Re: [PATCH v9 00/24] ILP32 for ARM64

From: Andy Lutomirski
Date: Sat Oct 13 2018 - 12:54:39 EST


> On Oct 13, 2018, at 2:34 AM, Catalin Marinas <catalin.marinas@xxxxxxx> wrote:
>
>> On Sat, Oct 13, 2018 at 04:14:16AM +0200, Eugene Syromiatnikov wrote:
>>> On Wed, Oct 10, 2018 at 04:36:56PM +0100, Catalin Marinas wrote:
>>>> On Wed, Oct 10, 2018 at 04:10:21PM +0200, Eugene Syromiatnikov wrote:
>>>> I have some questions regarding AArch64 ILP32 implementation for which I
>>>> failed to find an answer myself:
>>>> * How ptrace() tracer is supposed to distinguish between ILP32 and LP64
>>>> tracees? For MIPS N32 and x32 this is possible based on syscall
>>>> number, but for AArch64 ILP32 I do not see such a sign. There's also
>>>> ARM_ip is employed for signalling entering/exiting, I wonder whether
>>>> it's possible to employ it also for signalling tracee's personality.
>>>
>>> With the current implementation, I don't think you can distinguish. From
>>> the kernel perspective, the register set is the same. What is the
>>> use-case for this?
>>
>> Err, a ptrace()-based tracer trying to trace a process, for example?
>
> I first thought it wouldn't matter for ptrace-based tracers since the
> syscall numbers are (mostly) the same. But the arguments layout in
> register is indeed different, so I see your point now about having to
> distinguish.
>
>>> We could add a new regset to expose the ILP32 state (NT_ARM_..., I can't
>>> think of a name now but probably not PER* as this implies PER_LINUX_...
>>> which is independent from TIF_32BIT_*).
>>
>> So that would require an additional ptrace() call on each syscall stop,
>> is that correct?
>
> The ILP32 state does not change at run-time, so it could only do a
> ptrace() call once and save the information. No need to re-read it on
> each syscall stop.
>

Please solve this in an arch independent way. This situation is
basically unusably broken on x86 right now. Please solve it for real,
by, for example, adding a new ptrace operation that returns something
like this:

enum ptrace_syscall_state {
NO_SYSCALL,
SYSCALL_ENTRY,
SYSCALL_EXIT,
/* other values may be defined in the future. */
};

struct ptrace_syscall_info {
enum ptrace_syscall_state state;
unsigned long arch;
union {
struct {
unsigned long nr;
unsigned long args[6];
} entry;
struct {
unsigned long ret;
} exit;
};

where arch is an AUDIT_ARCH_XYZ constant.

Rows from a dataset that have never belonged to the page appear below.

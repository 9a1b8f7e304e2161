// std imports
use std::collections::HashMap;

// internal imports
use pepfrag::biology::digestion_enzyme::cleavage_rule::CleavageRule;
use pepfrag::chemistry::molecule::PROTON_MASS;
use pepfrag::entities::fragmentation_options::FragmentationSpectrumOptions;
use pepfrag::entities::ion_type::IonType;
use pepfrag::entities::peptide::Peptide;
use pepfrag::entities::terminus::NTerminusGroup;
use pepfrag::errors::peptide_error::PeptideError;
use pepfrag::functions::sequence_formatter::SequenceFormatOptions;
use pepfrag::functions::sequence_parser::SequenceParseOptions;

const TOLERANCE: f64 = 1e-6;

const SEQUENCES: [&str; 5] = [
    "GlyLeuTyr",
    "Ser*@!Gly$#LysTrp",
    "Ser*GlyLys@Leu!Tyr",
    "ProGluProThrIleAspGluLys",
    "Met@Cys!Ser*Thr*Tyr$ArgLysGly#",
];

/// Singly charged b and y ions without shoulder ions or neutral losses
fn plain_b_and_y_ions() -> FragmentationSpectrumOptions {
    let mut options = FragmentationSpectrumOptions::default();
    options.intensity_options.shoulder_ion = 0.0;
    options.double_charge_ions_show = false;
    options.triple_charge_ions_show = false;
    for ion_type in IonType::ALL {
        let ion_type_options = &mut options.ion_type_options[ion_type];
        ion_type_options.show_ion = matches!(ion_type, IonType::B | IonType::Y);
        ion_type_options.neutral_loss_water = false;
        ion_type_options.neutral_loss_ammonia = false;
        ion_type_options.neutral_loss_phosphate = false;
    }
    options
}

fn masses_by_symbol(peptide: &Peptide) -> HashMap<String, f64> {
    peptide
        .get_fragmentation_masses()
        .into_iter()
        .map(|peak| (peak.get_symbol().to_string(), peak.get_mass()))
        .collect()
}

#[test]
fn test_round_trip() {
    let format_options = SequenceFormatOptions::default();
    for sequence in SEQUENCES {
        let mut peptide = Peptide::new();
        peptide
            .set_sequence(sequence, &SequenceParseOptions::default())
            .unwrap();
        let formatted = peptide.get_sequence(&format_options);

        let mut reparsed = Peptide::new();
        reparsed
            .set_sequence(&formatted, &SequenceParseOptions::default())
            .unwrap();

        assert_eq!(peptide.get_residue_count(), reparsed.get_residue_count());
        for (original, copy) in peptide.get_residues().iter().zip(reparsed.get_residues()) {
            assert_eq!(original.get_symbol(), copy.get_symbol());
            assert_eq!(original.get_modification_ids(), copy.get_modification_ids());
            assert_eq!(original.is_phosphorylated(), copy.is_phosphorylated());
        }
        assert!((peptide.get_peptide_mass() - reparsed.get_peptide_mass()).abs() < TOLERANCE);
    }
}

#[test]
fn test_round_trip_with_composed_symbol() {
    let mut peptide = Peptide::new();
    assert!(peptide.get_modification_symbols().get_ambiguous_symbols().is_empty());
    peptide.set_modification_symbol("**", 1.0, false, "").unwrap();
    assert_eq!(
        peptide.get_modification_symbols().get_ambiguous_symbols(),
        vec!["**"]
    );

    // two phosphorylations on one residue read back as the composed symbol
    peptide
        .set_sequence("Ser**Gly", &SequenceParseOptions::default())
        .unwrap();
    let composed = peptide.get_modification_symbol_id("**").unwrap();
    assert_eq!(peptide.get_residues()[0].get_modification_ids(), &[composed]);
}

#[test]
fn test_mass_conservation() {
    let mut peptide = Peptide::new();
    peptide
        .set_sequence("Gly-Leu-Tyr", &SequenceParseOptions::default())
        .unwrap();
    let standard_masses = peptide.get_standard_masses().clone();
    let residue_masses: f64 = peptide
        .get_residues()
        .iter()
        .map(|residue| residue.get_mass())
        .sum();
    assert_eq!(peptide.get_residue_count(), 3);
    assert!(
        (peptide.get_peptide_mass() - (residue_masses + standard_masses.get_water())).abs()
            < TOLERANCE
    );
}

#[test]
fn test_ion_symmetry() {
    for sequence in SEQUENCES {
        let mut peptide = Peptide::new();
        peptide
            .set_sequence(sequence, &SequenceParseOptions::default())
            .unwrap();
        peptide.set_fragmentation_spectrum_options(plain_b_and_y_ions());
        let masses = masses_by_symbol(&peptide);
        let residue_count = peptide.get_residue_count();
        let total_mass = peptide.get_peptide_mass();

        // b1 and the b ion of the last residue are excluded
        for b_number in 2..residue_count - 1 {
            let b_ion_mass = masses[&format!("b{}", b_number)];
            let y_ion_mass = masses[&format!("y{}", residue_count - b_number)];
            assert!(
                (b_ion_mass + y_ion_mass - (total_mass + 2.0 * PROTON_MASS)).abs() < TOLERANCE,
                "b{} + y{} of {}",
                b_number,
                residue_count - b_number,
                sequence
            );
        }
    }
}

#[test]
fn test_ion_symmetry_with_protonated_n_terminus() {
    let mut peptide = Peptide::new();
    let parse_options = SequenceParseOptions {
        n_terminus: NTerminusGroup::HydrogenPlusProton,
        ..SequenceParseOptions::default()
    };
    peptide
        .set_sequence("ProGluProThrIleAspGluLys", &parse_options)
        .unwrap();
    peptide.set_fragmentation_spectrum_options(plain_b_and_y_ions());
    let masses = masses_by_symbol(&peptide);
    let total_mass = peptide.get_peptide_mass();

    for b_number in 2..7 {
        let b_ion_mass = masses[&format!("b{}", b_number)];
        let y_ion_mass = masses[&format!("y{}", 8 - b_number)];
        assert!((b_ion_mass + y_ion_mass - (total_mass + PROTON_MASS)).abs() < TOLERANCE);
    }
}

#[test]
fn test_cleavage_rule() {
    let rule = CleavageRule::new("KR", "P", "-", true);
    assert!(
        rule.check_sequence_against_cleavage_rule("R.AEQDDLANYGPGNGVLPSAGSSISMEK.L", false)
            .0
    );
    assert!(
        !rule.check_sequence_against_cleavage_rule("R.IGASGEHIFIIGVDK.P", false)
            .0
    );
}

#[test]
fn test_tryptic_naming() {
    let trypsin = CleavageRule::trypsin();
    assert_eq!(trypsin.get_tryptic_name("IGKANR", "IGK", 0, false).get_name(), "t1");
    assert_eq!(trypsin.get_tryptic_name("IGKANR", "ANR", 0, false).get_name(), "t2");
    assert_eq!(trypsin.get_tryptic_name("IGKANR", "IGKANR", 0, false).get_name(), "t1.2");
    // not following the rule
    assert_eq!(trypsin.get_tryptic_name("IGKANR", "IG", 0, false).get_name(), "1.2");
    assert_eq!(trypsin.get_tryptic_name("IGKANR", "IG", 0, true).get_name(), "1.3");
    assert_eq!(trypsin.get_tryptic_name("IGKANR", "KANR", 0, false).get_name(), "3.6");
    assert_eq!(trypsin.get_tryptic_name("IGKANR", "KANR", 0, true).get_name(), "3.7");
}

#[test]
fn test_fragment_enumeration_idempotence() {
    let trypsin = CleavageRule::trypsin();
    for protein in ["IGKANR", "MKPLRAKGGRPEK", "KRKRPAAK", "AAAA"] {
        let mut swept = Vec::new();
        let mut start = 0;
        while let Some(fragment) = trypsin.get_tryptic_peptide_next(protein, start) {
            start = fragment.get_end() + 1;
            swept.push(fragment);
        }

        let numbered: Vec<_> = (1..)
            .map_while(|number| trypsin.get_tryptic_peptide_by_fragment_number(protein, number))
            .collect();

        assert_eq!(swept, numbered, "{}", protein);
        assert_eq!(swept, trypsin.get_fragments(protein));
        let joined: String = swept.iter().map(|fragment| fragment.get_sequence()).collect();
        assert_eq!(joined, protein);
    }
}

#[test]
fn test_bounds() {
    let trypsin = CleavageRule::trypsin();
    assert!(trypsin.get_tryptic_peptide_by_fragment_number("IGKANR", 0).is_none());
    assert!(trypsin.get_tryptic_peptide_by_fragment_number("IGKANR", 3).is_none());
    assert!(trypsin.get_tryptic_peptide_next("IGKANR", 6).is_none());

    let name = trypsin.get_tryptic_name("IGK", "IGKANR", 0, false);
    assert!(name.is_empty());
    assert_eq!((name.get_residue_start(), name.get_residue_end()), (0, 0));
    assert!(trypsin.get_tryptic_name("IGKANR", "IGK", 4, false).is_empty());
}

#[test]
fn test_empty_input() {
    let peptide = Peptide::new();
    assert!(peptide.get_fragmentation_masses().is_empty());
    assert_eq!(peptide.get_peptide_mass(), 0.0);

    let mut peptide = Peptide::new();
    assert_eq!(
        peptide.set_sequence("   ", &SequenceParseOptions::default()),
        Err(PeptideError::EmptySequence)
    );
    assert_eq!(peptide.get_residue_count(), 0);
    assert!(peptide.get_fragmentation_masses().is_empty());
}

#[test]
fn test_unknown_residue_emits_zero_mass_peaks() {
    let mut peptide = Peptide::new();
    peptide
        .set_sequence("GXLY", &SequenceParseOptions::one_letter_code())
        .unwrap();
    assert_eq!(peptide.get_residues()[1].get_symbol(), "Xxx");
    assert!(peptide.get_peptide_mass() > 0.0);

    let spectrum = peptide.get_fragmentation_masses();
    let peaks_of = |symbol: &str| -> Vec<f64> {
        spectrum
            .iter()
            .filter(|peak| peak.get_symbol() == symbol)
            .map(|peak| peak.get_mass())
            .collect()
    };
    assert_eq!(peaks_of("a2"), vec![0.0]);
    assert_eq!(peaks_of("b2"), vec![0.0]);
    assert_eq!(peaks_of("y3"), vec![0.0]);
    assert_eq!(peaks_of("Shoulder-b2"), vec![-1.0, 1.0]);
    // the resolved residues around it keep their masses
    assert!(peaks_of("b3")[0] > 0.0);
    assert!(peaks_of("y2")[0] > 0.0);
}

On x86, it's currently essentially impossible for tools like strace to
correctly decode syscalls.

> We could set a high bit in the syscall number reported to the ptrace
> caller (though not changing the syscall ABI) but I haven't thought of
> other consequences. For example, can the ptrace caller change the
> syscall number?

Yes it can.

>
>>>> * What's the reasoning behind capping syscall arguments to 32 bit? x32
>>>> and MIPS N32 do not have such a restriction (and do not need special
>>>> wrappers for syscalls that pass 64-bit values as a result, except
>>>> when they do, as it is the case for preadv2 on x32); moreover, that
>>>> would lead to insurmountable difficulties for AArch64 ILP32 tracers
>>>> that try to trace LP64 tracees, as it would be impossible to pass
>>>> 64-bit addresses to process_vm_{read,write} or ptrace PEEK/POKE.
>>>
>>> We've attempted in earlier versions to allow a mix of 32 and 64-bit
>>> register values from ILP32 but it got pretty complicated. The entry code
>>> would need to know which registers need zeroing of the top 32-bit
>>
>> If kernel specifies 64-bit wide registers for syscalls, then it's the
>> caller's (libc's) responsibility to properly sign-extend arguments when
>> needed, and glibc, for example, already has proper type definitions that
>> aimed to handle this.
>
> We tried, see my other reply.
>
> --
> Catalin